Professor Jenny Graves has made seminal contributions to our understanding of mammalian genome organisation and evolution

Distinguished Professor and Vice Chancellor’s Fellow, Jenny Graves, certainly needs no introduction.

A giant in the field of genomic and epigenetic research, Professor Graves has made seminal contributions to our understanding of mammalian genome organisation and evolution.

“My work explores our distant relationship to Australia’s unique animals to discover how genes and chromosomes evolved, and how they work in all animals including humans.”

“I use this unique perspective to explore how sex works and how it evolved, as well as how sex chromosomes that are different in males and females compensate for the different dosages of genes they bear,” she explains.

Through her study of kangaroos, platypus, dragons and Tasmanian devils, Professor Graves has made fundamental discoveries including how the X chromosome is genetically silenced in female mammals, and that the Y chromosome is decaying and could ‘self-destruct’ in a few million years.

“Genome sequencing is allowing us to tackle some age-old questions in biology. For example, what genes are involved in sex determination and how does the environment interact with sex determining genes?”

To answer these questions, Professor Graves is currently studying sex determination in lizards and sex chromosomes in platypus.

“My present work, which is a collaboration with the University of Canberra, is looking at lizards that undergo sex reversal at high temperatures. This research is unpicking how genes can be overwritten by the environment.”

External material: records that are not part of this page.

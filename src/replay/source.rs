//! Block source contract for the replay driver.
//!
//! The on-disk block format is an external collaborator; the driver
//! only needs time-bounded per-series sample cursors. The in-memory
//! source backs tests and synthetic corpora.

use crate::model::Label;
use crate::Result;

use std::collections::VecDeque;
use std::sync::Arc;

/// Iterates one series' samples in timestamp order.
pub trait SeriesCursor: Send {
    /// Stable series id within the source.
    fn series_ref(&self) -> u64;

    fn labels(&self) -> &[Label];

    /// Next `(timestamp ms, value)` pair, or `None` at the end.
    fn next_sample(&mut self) -> Option<(i64, f64)>;
}

/// One time-bounded block of pre-labeled series.
pub trait Block: Send + Sync {
    fn min_time(&self) -> i64;

    fn max_time(&self) -> i64;

    /// Materialize cursors over samples within `[mint, maxt]`.
    fn series(&self, mint: i64, maxt: i64) -> Result<Vec<Box<dyn SeriesCursor>>>;
}

/// An ordered sequence of blocks.
pub trait BlockSource: Send + Sync {
    fn blocks(&self) -> Result<Vec<Arc<dyn Block>>>;
}

/// A fully materialized series for the in-memory source.
#[derive(Debug, Clone)]
pub struct MemSeries {
    pub series_ref: u64,
    pub labels: Vec<Label>,
    /// `(timestamp ms, value)` pairs in ascending timestamp order.
    pub samples: Vec<(i64, f64)>,
}

struct MemSeriesCursor {
    series_ref: u64,
    labels: Vec<Label>,
    samples: VecDeque<(i64, f64)>,
}

impl SeriesCursor for MemSeriesCursor {
    fn series_ref(&self) -> u64 {
        self.series_ref
    }

    fn labels(&self) -> &[Label] {
        &self.labels
    }

    fn next_sample(&mut self) -> Option<(i64, f64)> {
        self.samples.pop_front()
    }
}

/// In-memory [`Block`].
pub struct MemBlock {
    series: Vec<MemSeries>,
    min_time: i64,
    max_time: i64,
}

impl MemBlock {
    pub fn new(series: Vec<MemSeries>) -> Self {
        let mut min_time = i64::MAX;
        let mut max_time = i64::MIN;
        for s in &series {
            for (ts, _) in &s.samples {
                min_time = min_time.min(*ts);
                max_time = max_time.max(*ts);
            }
        }
        Self {
            series,
            min_time,
            max_time,
        }
    }
}

impl Block for MemBlock {
    fn min_time(&self) -> i64 {
        self.min_time
    }

    fn max_time(&self) -> i64 {
        self.max_time
    }

    fn series(&self, mint: i64, maxt: i64) -> Result<Vec<Box<dyn SeriesCursor>>> {
        let mut cursors: Vec<Box<dyn SeriesCursor>> = Vec::with_capacity(self.series.len());
        for s in &self.series {
            let samples: VecDeque<(i64, f64)> = s
                .samples
                .iter()
                .filter(|(ts, _)| *ts >= mint && *ts <= maxt)
                .copied()
                .collect();
            if samples.is_empty() {
                continue;
            }
            cursors.push(Box::new(MemSeriesCursor {
                series_ref: s.series_ref,
                labels: s.labels.clone(),
                samples,
            }));
        }
        Ok(cursors)
    }
}

/// In-memory [`BlockSource`].
#[derive(Default)]
pub struct MemBlockSource {
    blocks: Vec<Arc<dyn Block>>,
}

impl MemBlockSource {
    pub fn new() -> Self {
        Self::default()
    }

    pub fn push_block(&mut self, block: MemBlock) {
        self.blocks.push(Arc::new(block));
    }
}

impl BlockSource for MemBlockSource {
    fn blocks(&self) -> Result<Vec<Arc<dyn Block>>> {
        Ok(self.blocks.clone())
    }
}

“I am also working with a team at the University of Adelaide to investigate platypus sex chromosomes. This research aims to discover how the sex chromosome system changed from an ancestral system to our present XY system in humans and other mammals,” Professor Graves says.

Professor Graves has been involved in international comparative gene mapping and sequencing projects since the mid-1980s.

She initiated projects to sequence the genomes of marsupials and the platypus and is part of a collaboration that will soon publish the genome of the bilby in Nature Ecology and Evolution.

Professor Graves has been the recipient of many prizes over her 50-year career, including the Prime Minister’s Prize for Science in 2027 and the L’Oreal UNESCO International Prize for Women in Science in 2006.